KY insurance chief says reforms have failed; urges changes before market collapses
KY Reforms Fail
Kentucky’s insurance market "is unstable and will not be able to sustain itself over the long term," warns Insurance Commissioner George Nichols in an exhaustive analysis of the impact of the state’s insurance reforms on the market.
The detailed report, released last month, concludes that Kentucky’s insurance reform law is a failure and that the law needs to be changed as soon as possible. A special session of the legislature is expected to be called—perhaps as soon as late May—to alter or scrap the three-year-old reforms.
Kentucky is one of only eight states with laws requiring both guaranteed issue and modified community rating in the individual market and, according to the commissioner, "few of the laws are as comprehensive." The reforms include requirements for standard plans and the establishment of a purchasing alliance that, in theory, could leverage the purchasing clout of state employees to get better rates for small groups and individuals.
The commissioner’s report confirmed what many have been saying for months—that an exemption approved by the legislature last year, allowing associations to offer experience-rated policies has drained the modified community-rated market of most low-risk individuals.
But, he cautioned against blaming the current state of affairs—rising premiums and limited choice for consumers and financial losses for carriers—on only one or two provisions of the law. He notes that the interplay of all the reforms and provisions is to blame.
About 40% of the total insured market (including public sector groups) is impacted by the reforms, the report notes.
The report also provides important vindication for insurance carriers, including Anthem Blue Cross Blue Shield. It supports insurers’ claims that many of the problems in the market are the result of poor planning and timing by state officials rather than poor management by carriers or a deliberate effort by carriers to undermine reform, as some critics charged.
Commissioner Nichols did not specify how the existing law should be changed. However, he warned that unless action is taken soon, the trend toward associations luring low-risk people out of the market with experience-rated policies will "escalate quickly in a downward spiral for insurers outside the association market" that community-rate their policies. Eight to 10 carriers are selling experience-rated products to individuals through associations;
Only two carriers currently write policies in the individual market—Anthem Blue Cross/Blue Shield and Kentucky Kare, a state self-funded plan for state employees, that entered the private market to offer an alternative to Anthem. About 45 carriers have left the market.

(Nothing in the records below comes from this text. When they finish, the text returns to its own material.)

//! Cryptographic primitives shared by the secure link, the group channel and the ratchet.
//!
//! Everything in here is a thin wrapper over the BLAKE2b, X25519 and ChaCha20-Poly1305
//! implementations from the RustCrypto/dalek crates. Two AEAD constructions exist side by side
//! and MUST stay distinct for on-air compatibility:
//!
//! * the per-link path uses XChaCha20-Poly1305 with a 24-byte nonce built from the frame
//!   sequence number and a direction byte,
//! * the group PSK path uses ChaCha20-Poly1305 with a 12-byte nonce built from the group
//!   sequence number and the group id.
//!
//! Nonces are derived purely from protocol state; no entropy is mixed in.

use crate::packet::NodeAddress;
use crate::Error;
use blake2::digest::consts::{U16, U32};
use blake2::{Blake2b, Blake2b512, Digest};
use chacha20poly1305::{
    AeadInPlace, ChaCha20Poly1305, Key, KeyInit, Nonce, Tag, XChaCha20Poly1305, XNonce,
};
use rand_core::{CryptoRng, RngCore};
use x25519_dalek::{PublicKey, StaticSecret};
use zeroize::Zeroize;

type Blake2b256 = Blake2b<U32>;
type Blake2b128 = Blake2b<U16>;

/// Symmetric key length (256-bit).
pub(crate) const KEY_LEN: usize = 32;

/// Authentication tag length appended to every ciphertext.
pub(crate) const TAG_LEN: usize = 16;

/// Nonce length of the per-link AEAD (XChaCha20-Poly1305).
pub(crate) const LINK_NONCE_LEN: usize = 24;

/// Nonce length of the group AEAD (ChaCha20-Poly1305).
pub(crate) const GROUP_NONCE_LEN: usize = 12;

/// BLAKE2b-256 over the concatenation of `parts`.
pub(crate) fn hash256(parts: &[&[u8]]) -> [u8; 32] {
    let mut hasher = Blake2b256::new();
    for part in parts {
        hasher.update(part);
    }
    hasher.finalize().into()
}

/// BLAKE2b-128 over the concatenation of `parts`. Used for handshake proofs.
pub(crate) fn hash128(parts: &[&[u8]]) -> [u8; 16] {
    let mut hasher = Blake2b128::new();
    for part in parts {
        hasher.update(part);
    }
    hasher.finalize().into()
}

/// BLAKE2b-512 over `a ‖ b`, split into two 256-bit keys.
///
/// This is the KDF used by the ratchet: mixing a root key with a DH output yields the next root
/// key and a chain key in one hash invocation.
pub(crate) fn kdf_split(a: &[u8; 32], b: &[u8; 32]) -> ([u8; 32], [u8; 32]) {
    let mut hasher = Blake2b512::new();
    hasher.update(a);
    hasher.update(b);
    let mut wide = hasher.finalize();

    let mut first = [0; 32];
    let mut second = [0; 32];
    first.copy_from_slice(&wide[..32]);
    second.copy_from_slice(&wide[32..]);
    wide.as_mut_slice().zeroize();
    (first, second)
}

/// Generates a fresh X25519 secret key (clamped).
pub(crate) fn generate_secret<R: RngCore + CryptoRng>(rng: &mut R) -> [u8; 32] {
    let mut raw = [0; 32];
    rng.fill_bytes(&mut raw);
    let secret = StaticSecret::from(raw);
    raw.zeroize();
    secret.to_bytes()
}

/// Derives the X25519 public key for a secret key.
pub(crate) fn x25519_public(secret: &[u8; 32]) -> [u8; 32] {
    PublicKey::from(&StaticSecret::from(*secret)).to_bytes()
}

/// X25519 Diffie-Hellman between our secret key and a peer's public key.
pub(crate) fn x25519_shared(secret: &[u8; 32], peer_public: &[u8; 32]) -> [u8; 32] {
    StaticSecret::from(*secret)
        .diffie_hellman(&PublicKey::from(*peer_public))
        .to_bytes()
}

/// Encrypts `buf` in place with the per-link AEAD, returning the detached tag.
pub(crate) fn seal_link(
    key: &[u8; KEY_LEN],
    nonce: &[u8; LINK_NONCE_LEN],
    ad: &[u8],
    buf: &mut [u8],
) -> Result<[u8; TAG_LEN], Error> {
    let cipher = XChaCha20Poly1305::new(Key::from_slice(key));
    let tag = cipher
        .encrypt_in_place_detached(XNonce::from_slice(nonce), ad, buf)
        .map_err(|_| Error::InvalidValue)?;
    Ok(tag.into())
}

/// Decrypts `buf` in place with the per-link AEAD, verifying the detached tag.
pub(crate) fn open_link(
    key: &[u8; KEY_LEN],
    nonce: &[u8; LINK_NONCE_LEN],
    ad: &[u8],
    buf: &mut [u8],
    tag: &[u8],
) -> Result<(), Error> {
    let cipher = XChaCha20Poly1305::new(Key::from_slice(key));
    cipher
        .decrypt_in_place_detached(XNonce::from_slice(nonce), ad, buf, Tag::from_slice(tag))
        .map_err(|_| Error::InvalidValue)
}

/// Encrypts `buf` in place with the group AEAD, returning the detached tag.
pub(crate) fn seal_group(
    key: &[u8; KEY_LEN],
    nonce: &[u8; GROUP_NONCE_LEN],
    ad: &[u8],
    buf: &mut [u8],
) -> Result<[u8; TAG_LEN], Error> {
    let cipher = ChaCha20Poly1305::new(Key::from_slice(key));
    let tag = cipher
        .encrypt_in_place_detached(Nonce::from_slice(nonce), ad, buf)
        .map_err(|_| Error::InvalidValue)?;
    Ok(tag.into())
}

/// Decrypts `buf` in place with the group AEAD, verifying the detached tag.
pub(crate) fn open_group(
    key: &[u8; KEY_LEN],
    nonce: &[u8; GROUP_NONCE_LEN],
    ad: &[u8],
    buf: &mut [u8],
    tag: &[u8],
) -> Result<(), Error> {
    let cipher = ChaCha20Poly1305::new(Key::from_slice(key));
    cipher
        .decrypt_in_place_detached(Nonce::from_slice(nonce), ad, buf, Tag::from_slice(tag))
        .map_err(|_| Error::InvalidValue)
}

/// Derives a stable node address from a long-term public key.
///
/// The first 32-bit window of `BLAKE2b-256(public_key)` that is neither the reserved zero address
/// nor broadcast becomes the address. Collisions are possible in a 32-bit space but vanishingly
/// unlikely within one deployment.
pub fn derive_address(public_key: &[u8; 32]) -> NodeAddress {
    let hash = hash256(&[public_key]);
    for window in hash.chunks_exact(4) {
        let raw = u32::from_le_bytes([window[0], window[1], window[2], window[3]]);
        let addr = NodeAddress::new(raw);
        if !addr.is_unspecified() && !addr.is_broadcast() {
            return addr;
        }
    }
    NodeAddress::new(1)
}

#[cfg(test)]
mod tests {
    use super::*;
    use crate::test_rng::TestRng;

    #[test]
    fn dh_agreement_is_symmetric() {
        let mut rng = TestRng::new(7);
        let a = generate_secret(&mut rng);
        let b = generate_secret(&mut rng);
        assert_ne!(a, b);

        let a_pub = x25519_public(&a);
        let b_pub = x25519_public(&b);
        assert_eq!(x25519_shared(&a, &b_pub), x25519_shared(&b, &a_pub));
    }

    #[test]
    fn link_seal_open_round_trip() {
        let key = [0x42; KEY_LEN];
        let nonce = [0x01; LINK_NONCE_LEN];
        let ad = b"header";

        let mut buf = *b"confidential payload";
        let tag = seal_link(&key, &nonce, ad, &mut buf).unwrap();
        assert_ne!(&buf, b"confidential payload");

        open_link(&key, &nonce, ad, &mut buf, &tag).unwrap();
        assert_eq!(&buf, b"confidential payload");
    }

    #[test]
    fn tampered_ad_fails_open() {
        let key = [0x42; KEY_LEN];
        let nonce = [0; GROUP_NONCE_LEN];

        let mut buf = *b"group says hi";
        let tag = seal_group(&key, &nonce, b"ad", &mut buf).unwrap();
        assert!(open_group(&key, &nonce, b"da", &mut buf, &tag).is_err());
    }

    #[test]
    fn derived_address_is_stable_and_valid() {
        let pk = [0xAB; 32];
        let addr = derive_address(&pk);
        assert_eq!(addr, derive_address(&pk));
        assert!(!addr.is_unspecified());
        assert!(!addr.is_broadcast());
    }
}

Financial losses for carriers
Anthem Blue Cross/Blue Shield, which sells both experience-rated association business and modified community-rated individual policies, reported a $60 million underwriting loss in 1996 and was forced to seek a $44 million cash infusion from its corporate parent, Anthem Inc., in March of this year.
Kentucky Kare reported total losses of more than $30 million over the past 20 months and continues to lose about $2 million a month despite receiving a 28% rate increase recently. "This self-insurance fund is draining its reserves at such a rapid rate, that it is clear that this action is not a sustainable one," the commissioner said.
Both the commissioner and other experts say the current crisis is compounded by the expiration July 15 of thousands of "old style" non-standard policies designed before the reforms took effect. The new entries into the market represent one-third of the total individual market, according to Sandi Hunt of the Coopers & Lybrand accounting firm, which has been consulting with the commissioner.
The commissioner’s report also cites these key findings:
• the standard health benefit plans all contain comprehensive, rich benefits which contribute to high cost of the plans;
• twelve-month limits on rate increases prevent timely adjustments to stem the influx of persons into plans with inadequate rates;
• mandatory rate hearings effectively place a cap on rate increases or delay indefinitely the effective date of the increases; and
• the any willing provider statute reduces leverage to get significant provider discounts to reduce medical expenses.
No specific proposal for changes has been offered by the commissioner, insurance carriers, or consumer advocacy groups.
Tom Templin, a member of the consumer task force advising the commissioner, and Sheila Shuster of Kentuckians for Health Care Reform, a coalition of more than 65 non-profit associations and human services agencies, warn that it would be a mistake for Kentucky to become the first state to make a full-scale retreat from community rating.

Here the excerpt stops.